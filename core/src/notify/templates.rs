// matchday/src/notify/templates.rs

//! HTML bodies for booking and order emails.
//!
//! Every value that came from a request passes through [`sanitize_html`]
//! before it is placed in a body, and through [`sanitize_header`] before it is
//! placed in a subject.

use crate::models::{Booking, Fixture, Order};
use crate::notify::{EmailMessage, NotifySettings};
use crate::sanitize::{sanitize_header, sanitize_html};
use rust_decimal::Decimal;
use std::fmt::Write;

pub fn format_money(amount: Decimal, currency: &str) -> String {
  format!("{} {:.2}", currency, amount)
}

fn kickoff(fixture: &Fixture) -> String {
  fixture.date.format("%A %-d %B %Y, %H:%M UTC").to_string()
}

fn layout(settings: &NotifySettings, heading: &str, body: &str) -> String {
  format!(
    "<!DOCTYPE html><html><body style=\"font-family:Arial,sans-serif;color:#222\">\
     <h1 style=\"font-size:20px\">{heading}</h1>{body}\
     <p style=\"color:#777;font-size:12px\">{club} &middot; <a href=\"{site}\">{site}</a></p>\
     </body></html>",
    heading = heading,
    body = body,
    club = sanitize_html(&settings.club_name),
    site = sanitize_html(&settings.site_url),
  )
}

fn row(label: &str, value: &str) -> String {
  format!("<tr><td style=\"padding:4px 12px 4px 0\"><strong>{label}</strong></td><td>{value}</td></tr>")
}

fn fixture_rows(fixture: &Fixture) -> String {
  let mut rows = row("Match", &sanitize_html(&fixture.title()));
  rows.push_str(&row("Kick-off", &kickoff(fixture)));
  if let Some(venue) = &fixture.venue {
    rows.push_str(&row("Venue", &sanitize_html(venue)));
  }
  if let Some(competition) = &fixture.competition {
    rows.push_str(&row("Competition", &sanitize_html(competition)));
  }
  rows
}

pub fn booking_confirmation(settings: &NotifySettings, booking: &Booking, fixture: &Fixture) -> EmailMessage {
  let mut rows = row("Booking reference", &sanitize_html(&booking.id));
  rows.push_str(&fixture_rows(fixture));
  rows.push_str(&row("Tickets", &booking.quantity.to_string()));

  let body = format!(
    "<p>Hi {name},</p><p>Your tickets are confirmed. Show this reference at the gate.</p><table>{rows}</table>",
    name = sanitize_html(&booking.name),
  );

  EmailMessage {
    from: settings.from.clone(),
    to: booking.email.clone(),
    subject: sanitize_header(&format!("Booking confirmed: {} ({})", fixture.title(), booking.id)),
    html: layout(settings, "Booking confirmed", &body),
  }
}

pub fn booking_admin_alert(settings: &NotifySettings, booking: &Booking, fixture: &Fixture) -> EmailMessage {
  let mut rows = row("Reference", &sanitize_html(&booking.id));
  rows.push_str(&row("Name", &sanitize_html(&booking.name)));
  rows.push_str(&row("Email", &sanitize_html(&booking.email)));
  rows.push_str(&row("Tickets", &booking.quantity.to_string()));
  rows.push_str(&fixture_rows(fixture));
  rows.push_str(&row("Booked at", &booking.created_at.to_rfc3339()));

  EmailMessage {
    from: settings.from.clone(),
    to: settings.admin_email.clone(),
    subject: sanitize_header(&format!(
      "New booking: {} x{} by {}",
      fixture.title(),
      booking.quantity,
      booking.name
    )),
    html: layout(settings, "New ticket booking", &format!("<table>{rows}</table>")),
  }
}

fn order_table(order: &Order) -> String {
  let mut table = String::from(
    "<table style=\"border-collapse:collapse\"><tr><th align=\"left\">Item</th><th>Size</th><th>Qty</th><th align=\"right\">Price</th></tr>",
  );
  for line in &order.items {
    let _ = write!(
      table,
      "<tr><td>{}</td><td>{}</td><td align=\"center\">{}</td><td align=\"right\">{}</td></tr>",
      sanitize_html(&line.name),
      line.size.as_deref().map(sanitize_html).unwrap_or_else(|| "-".to_string()),
      line.quantity,
      format_money(line.line_total(), &sanitize_html(&line.currency)),
    );
  }
  let currency = sanitize_html(&order.currency);
  let _ = write!(
    table,
    "<tr><td colspan=\"3\">Subtotal</td><td align=\"right\">{}</td></tr>\
     <tr><td colspan=\"3\">Shipping</td><td align=\"right\">{}</td></tr>\
     <tr><td colspan=\"3\"><strong>Total</strong></td><td align=\"right\"><strong>{}</strong></td></tr></table>",
    format_money(order.subtotal, &currency),
    format_money(order.shipping_fee, &currency),
    format_money(order.total, &currency),
  );
  table
}

fn address_block(order: &Order) -> String {
  let c = &order.customer;
  let mut lines = vec![sanitize_html(&c.name), sanitize_html(&c.address)];
  let locality = [c.city.as_str(), c.state.as_str(), c.zip.as_str()]
    .iter()
    .filter(|s| !s.is_empty())
    .copied()
    .collect::<Vec<_>>()
    .join(", ");
  lines.push(sanitize_html(&locality));
  lines.push(sanitize_html(&c.country));
  lines.push(format!("Phone: {}", sanitize_html(&c.phone)));
  format!("<p>{}</p>", lines.join("<br>"))
}

pub fn order_confirmation(settings: &NotifySettings, order: &Order) -> EmailMessage {
  let body = format!(
    "<p>Hi {name},</p><p>Thanks for your order <strong>{id}</strong>. \
     Payment is cash on delivery; please have {total} ready when it arrives.</p>{table}\
     <h2 style=\"font-size:16px\">Delivery address</h2>{address}",
    name = sanitize_html(&order.customer.name),
    id = sanitize_html(&order.id),
    total = format_money(order.total, &sanitize_html(&order.currency)),
    table = order_table(order),
    address = address_block(order),
  );

  EmailMessage {
    from: settings.from.clone(),
    to: order.customer.email.clone(),
    subject: sanitize_header(&format!("Order received: {}", order.id)),
    html: layout(settings, "Order received", &body),
  }
}

pub fn order_admin_alert(settings: &NotifySettings, order: &Order) -> EmailMessage {
  let mut body = format!(
    "<p>Order <strong>{id}</strong> from {name} &lt;{email}&gt;, {count} item(s).</p>{table}\
     <h2 style=\"font-size:16px\">Ship to</h2>{address}",
    id = sanitize_html(&order.id),
    name = sanitize_html(&order.customer.name),
    email = sanitize_html(&order.customer.email),
    count = order.item_count(),
    table = order_table(order),
    address = address_block(order),
  );
  if !order.customer.notes.is_empty() {
    let _ = write!(body, "<h2 style=\"font-size:16px\">Notes</h2><p>{}</p>", sanitize_html(&order.customer.notes));
  }

  EmailMessage {
    from: settings.from.clone(),
    to: settings.admin_email.clone(),
    subject: sanitize_header(&format!(
      "New order {}: {}",
      order.id,
      format_money(order.total, &order.currency)
    )),
    html: layout(settings, "New shop order", &body),
  }
}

**EXERCISE DIRECTIONS:** Copy the records word for word.

**RESPONSE:**
filename core/src/notify/templates.rs
// matchday/src/notify/templates.rs

//! HTML bodies for booking and order emails.
//!
//! Every value that came from a request passes through [`sanitize_html`]
//! before it is placed in a body, and through [`sanitize_header`] before it is
//! placed in a subject.

use crate::models::{Booking, Fixture, Order};
use crate::notify::{EmailMessage, NotifySettings};
use crate::sanitize::{sanitize_header, sanitize_html};
use rust_decimal::Decimal;
use std::fmt::Write;

pub fn format_money(amount: Decimal, currency: &str) -> String {
  format!("{} {:.2}", currency, amount)
}

fn kickoff(fixture: &Fixture) -> String {
  fixture.date.format("%A %-d %B %Y, %H:%M UTC").to_string()
}

fn layout(settings: &NotifySettings, heading: &str, body: &str) -> String {
  format!(
    "<!DOCTYPE html><html><body style=\"font-family:Arial,sans-serif;color:#222\">\
     <h1 style=\"font-size:20px\">{heading}</h1>{body}\
     <p style=\"color:#777;font-size:12px\">{club} &middot; <a href=\"{site}\">{site}</a></p>\
     </body></html>",
    heading = heading,
    body = body,
    club = sanitize_html(&settings.club_name),
    site = sanitize_html(&settings.site_url),
  )
}

fn row(label: &str, value: &str) -> String {
  format!("<tr><td style=\"padding:4px 12px 4px 0\"><strong>{label}</strong></td><td>{value}</td></tr>")
}

fn fixture_rows(fixture: &Fixture) -> String {
  let mut rows = row("Match", &sanitize_html(&fixture.title()));
  rows.push_str(&row("Kick-off", &kickoff(fixture)));
  if let Some(venue) = &fixture.venue {
    rows.push_str(&row("Venue", &sanitize_html(venue)));
  }
  if let Some(competition) = &fixture.competition {
    rows.push_str(&row("Competition", &sanitize_html(competition)));
  }
  rows
}

pub fn booking_confirmation(settings: &NotifySettings, booking: &Booking, fixture: &Fixture) -> EmailMessage {
  let mut rows = row("Booking reference", &sanitize_html(&booking.id));
  rows.push_str(&fixture_rows(fixture));
  rows.push_str(&row("Tickets", &booking.quantity.to_string()));

  let body = format!(
    "<p>Hi {name},</p><p>Your tickets are confirmed. Show this reference at the gate.</p><table>{rows}</table>",
    name = sanitize_html(&booking.name),
  );

  EmailMessage {
    from: settings.from.clone(),
    to: booking.email.clone(),
    subject: sanitize_header(&format!("Booking confirmed: {} ({})", fixture.title(), booking.id)),
    html: layout(settings, "Booking confirmed", &body),
  }
}

pub fn booking_admin_alert(settings: &NotifySettings, booking: &Booking, fixture: &Fixture) -> EmailMessage {
  let mut rows = row("Reference", &sanitize_html(&booking.id));
  rows.push_str(&row("Name", &sanitize_html(&booking.name)));
  rows.push_str(&row("Email", &sanitize_html(&booking.email)));
  rows.push_str(&row("Tickets", &booking.quantity.to_string()));
  rows.push_str(&fixture_rows(fixture));
  rows.push_str(&row("Booked at", &booking.created_at.to_rfc3339()));

  EmailMessage {
    from: settings.from.clone(),
    to: settings.admin_email.clone(),
    subject: sanitize_header(&format!(
      "New booking: {} x{} by {}",
      fixture.title(),
      booking.quantity,
      booking.name
    )),
    html: layout(settings, "New ticket booking", &format!("<table>{rows}</table>")),
  }
}

fn order_table(order: &Order) -> String {
  let mut table = String::from(
    "<table style=\"border-collapse:collapse\"><tr><th align=\"left\">Item</th><th>Size</th><th>Qty</th><th align=\"right\">Price</th></tr>",
  );
  for line in &order.items {
    let _ = write!(
      table,
      "<tr><td>{}</td><td>{}</td><td align=\"center\">{}</td><td align=\"right\">{}</td></tr>",
      sanitize_html(&line.name),
      line.size.as_deref().map(sanitize_html).unwrap_or_else(|| "-".to_string()),
      line.quantity,
      format_money(line.line_total(), &sanitize_html(&line.currency)),
    );
  }
  let currency = sanitize_html(&order.currency);
  let _ = write!(
    table,
    "<tr><td colspan=\"3\">Subtotal</td><td align=\"right\">{}</td></tr>\
     <tr><td colspan=\"3\">Shipping</td><td align=\"right\">{}</td></tr>\
     <tr><td colspan=\"3\"><strong>Total</strong></td><td align=\"right\"><strong>{}</strong></td></tr></table>",
    format_money(order.subtotal, &currency),
    format_money(order.shipping_fee, &currency),
    format_money(order.total, &currency),
  );
  table
}

fn address_block(order: &Order) -> String {
  let c = &order.customer;
  let mut lines = vec![sanitize_html(&c.name), sanitize_html(&c.address)];
  let locality = [c.city.as_str(), c.state.as_str(), c.zip.as_str()]
    .iter()
    .filter(|s| !s.is_empty())
    .copied()
    .collect::<Vec<_>>()
    .join(", ");
  lines.push(sanitize_html(&locality));
  lines.push(sanitize_html(&c.country));
  lines.push(format!("Phone: {}", sanitize_html(&c.phone)));
  format!("<p>{}</p>", lines.join("<br>"))
}

pub fn order_confirmation(settings: &NotifySettings, order: &Order) -> EmailMessage {
  let body = format!(
    "<p>Hi {name},</p><p>Thanks for your order <strong>{id}</strong>. \
     Payment is cash on delivery; please have {total} ready when it arrives.</p>{table}\
     <h2 style=\"font-size:16px\">Delivery address</h2>{address}",
    name = sanitize_html(&order.customer.name),
    id = sanitize_html(&order.id),
    total = format_money(order.total, &sanitize_html(&order.currency)),
    table = order_table(order),
    address = address_block(order),
  );

  EmailMessage {
    from: settings.from.clone(),
    to: order.customer.email.clone(),
    subject: sanitize_header(&format!("Order received: {}", order.id)),
    html: layout(settings, "Order received", &body),
  }
}

pub fn order_admin_alert(settings: &NotifySettings, order: &Order) -> EmailMessage {
  let mut body = format!(
    "<p>Order <strong>{id}</strong> from {name} &lt;{email}&gt;, {count} item(s).</p>{table}\
     <h2 style=\"font-size:16px\">Ship to</h2>{address}",
    id = sanitize_html(&order.id),
    name = sanitize_html(&order.customer.name),
    email = sanitize_html(&order.customer.email),
    count = order.item_count(),
    table = order_table(order),
    address = address_block(order),
  );
  if !order.customer.notes.is_empty() {
    let _ = write!(body, "<h2 style=\"font-size:16px\">Notes</h2><p>{}</p>", sanitize_html(&order.customer.notes));
  }

  EmailMessage {
    from: settings.from.clone(),
    to: settings.admin_email.clone(),
    subject: sanitize_header(&format!(
      "New order {}: {}",
      order.id,
      format_money(order.total, &order.currency)
    )),
    html: layout(settings, "New shop order", &body),
  }
}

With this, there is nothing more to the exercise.